Menurut laporan yang dilansir oleh The Straits Times, insiden ini bermula ketika sang direktur keuangan diundang untuk menghadiri panggilan Zoom yang membahas restrukturisasi bisnis regional perusahaan.
Dalam panggilan tersebut, ia diminta untuk menandatangani perjanjian non-disclosure dengan alasan kerahasiaan proyek. Tanpa curiga, ia mengikuti instruksi dan kemudian diperintahkan untuk mentransfer sejumlah besar uang dari rekening perusahaan ke rekening bank lokal lainnya.
Yang membuat kasus ini sangat mengkhawatirkan adalah penggunaan teknologi deepfake yang canggih. Para penipu berhasil menciptakan simulasi video dan audio yang sangat realistis dari CEO dan eksekutif perusahaan lainnya. Hal ini membuat sang direktur keuangan yakin bahwa ia sedang berbicara dengan atasannya dan mengikuti instruksi yang sah.
Penipuan ini baru terungkap ketika para pelaku meminta transfer dana tambahan sebesar SGD1,88 juta. Merasa curiga, sang direktur keuangan segera menghubungi bank dan melaporkan kejadian tersebut ke Pusat Anti-Penipuan Kepolisian Singapura. Untungnya, pihak berwenang berhasil membekukan dan mengamankan dana yang telah ditransfer.

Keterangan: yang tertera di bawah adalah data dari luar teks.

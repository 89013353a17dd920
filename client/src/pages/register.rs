//! Client account registration.

use leptos::prelude::*;
use leptos_router::NavigateOptions;
use leptos_router::hooks::use_navigate;

use crate::net::api::ApiClient;
use crate::net::session;
use crate::state::forms::RegisterForm;
use crate::util::auth::landing_path;

#[component]
pub fn RegisterPage() -> impl IntoView {
    let api = expect_context::<ApiClient>();
    let navigate = use_navigate();
    let form = RwSignal::new(RegisterForm::default());
    let error = RwSignal::new(None::<String>);
    let busy = RwSignal::new(false);

    let on_submit = move |ev: leptos::ev::SubmitEvent| {
        ev.prevent_default();
        if busy.get_untracked() {
            return;
        }
        let request = match form.with_untracked(RegisterForm::validate) {
            Ok(request) => request,
            Err(message) => {
                error.set(Some(message.to_owned()));
                return;
            }
        };
        busy.set(true);
        error.set(None);
        let api = api.clone();
        let navigate = navigate.clone();
        leptos::task::spawn_local(async move {
            match session::register(&api, &request).await {
                Ok(user) => navigate(landing_path(user.role), NavigateOptions::default()),
                Err(e) => {
                    error.set(Some(e.user_message("Registration failed. Please try again.")));
                    busy.set(false);
                }
            }
        });
    };

    view! {
        <div class="auth-page">
            <div class="auth-card card">
                <h1>"Create Account"</h1>
                <p class="auth-card__subtitle">"Book treatments in a few clicks"</p>
                {move || error.get().map(|e| view! { <div class="alert alert-error">{e}</div> })}
                <form class="auth-form" on:submit=on_submit>
                    <div class="form-group">
                        <label for="register-name">"Full Name"</label>
                        <input
                            id="register-name"
                            type="text"
                            autocomplete="name"
                            prop:value=move || form.with(|f| f.name.clone())
                            on:input=move |ev| form.update(|f| f.name = event_target_value(&ev))
                        />
                    </div>
                    <div class="form-group">
                        <label for="register-email">"Email"</label>
                        <input
                            id="register-email"
                            type="email"
                            autocomplete="email"
                            prop:value=move || form.with(|f| f.email.clone())
                            on:input=move |ev| form.update(|f| f.email = event_target_value(&ev))
                        />
                    </div>
                    <div class="form-group">
                        <label for="register-phone">"Phone (optional)"</label>
                        <input
                            id="register-phone"
                            type="tel"
                            autocomplete="tel"
                            prop:value=move || form.with(|f| f.phone.clone())
                            on:input=move |ev| form.update(|f| f.phone = event_target_value(&ev))
                        />
                    </div>
                    <div class="form-row">
                        <div class="form-group">
                            <label for="register-password">"Password"</label>
                            <input
                                id="register-password"
                                type="password"
                                autocomplete="new-password"
                                prop:value=move || form.with(|f| f.password.clone())
                                on:input=move |ev| form.update(|f| f.password = event_target_value(&ev))
                            />
                        </div>
                        <div class="form-group">
                            <label for="register-confirm">"Confirm Password"</label>
                            <input
                                id="register-confirm"
                                type="password"
                                autocomplete="new-password"
                                prop:value=move || form.with(|f| f.confirm_password.clone())
                                on:input=move |ev| form.update(|f| f.confirm_password = event_target_value(&ev))
                            />
                        </div>
                    </div>
                    <button class="btn btn-primary btn-block" type="submit" disabled=move || busy.get()>
                        {move || if busy.get() { "Creating account..." } else { "Register" }}
                    </button>
                </form>
                <p class="auth-card__switch">"Already have an account? " <a href="/login">"Login"</a></p>
            </div>
        </div>
    }
}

Darren Guccione, CEO dan Co-Founder Keeper Security, menekankan bahwa deepfake bukan lagi sekadar lelucon internet atau impersonasi selebriti. “Deepfake kini digunakan oleh penjahat siber untuk tujuan jahat,” ujarnya. Guccione juga memperingatkan bahwa ancaman deepfake semakin canggih dan sulit dideteksi. Oleh karena itu, ia mendesak perusahaan untuk meningkatkan pelatihan keamanan siber bagi karyawan.
Pelatihan tersebut harus mencakup pengenalan terhadap ancaman deepfake dan penipuan CEO. Karyawan harus diajarkan untuk mengenali tanda-tanda peringatan dan memverifikasi permintaan melalui saluran sekunder, terutama untuk informasi sensitif atau transaksi keuangan. Guccione juga menyarankan agar perusahaan menerapkan prosedur eskalasi yang jelas untuk komunikasi yang mencurigakan.
Selain itu, Guccione merekomendasikan penggunaan solusi Privileged Access Management (PAM) untuk memperkuat kontrol akses dan membatasi dampak penipuan. PAM memastikan bahwa hanya pengguna yang terverifikasi dan berwenang yang dapat mengakses sistem atau melakukan tindakan sensitif. Alat PAM juga dilengkapi dengan fitur pemantauan dan perekaman sesi, yang menyediakan jejak audit bagi tim keamanan untuk mendeteksi aktivitas mencurigakan dan menyelidiki insiden.
Kasus penipuan deepfake ini menjadi pengingat bagi semua perusahaan dan individu untuk meningkatkan kewaspadaan terhadap ancaman siber. Teknologi yang semakin canggih dapat dimanfaatkan untuk tujuan jahat, dan kita harus selalu berhati-hati dalam berinteraksi dengan komunikasi digital.
Verifikasi ganda, pelatihan keamanan yang komprehensif, dan penggunaan solusi keamanan yang tepat adalah langkah-langkah penting untuk melindungi diri dari penipuan deepfake. Insiden ini juga menyoroti perlunya kerjasama antara sektor publik dan swasta dalam memerangi kejahatan siber. Pencegahan tetap merupakan kunci utama.
Perusahaan harus berinvestasi dalam keamanan siber dan meningkatkan kesadaran karyawan untuk mencegah insiden serupa terjadi di masa depan. Dengan kewaspadaan dan tindakan pencegahan yang tepat, kita dapat mengurangi risiko menjadi korban penipuan deepfake dan melindungi aset kita dari ancaman siber yang semakin canggih.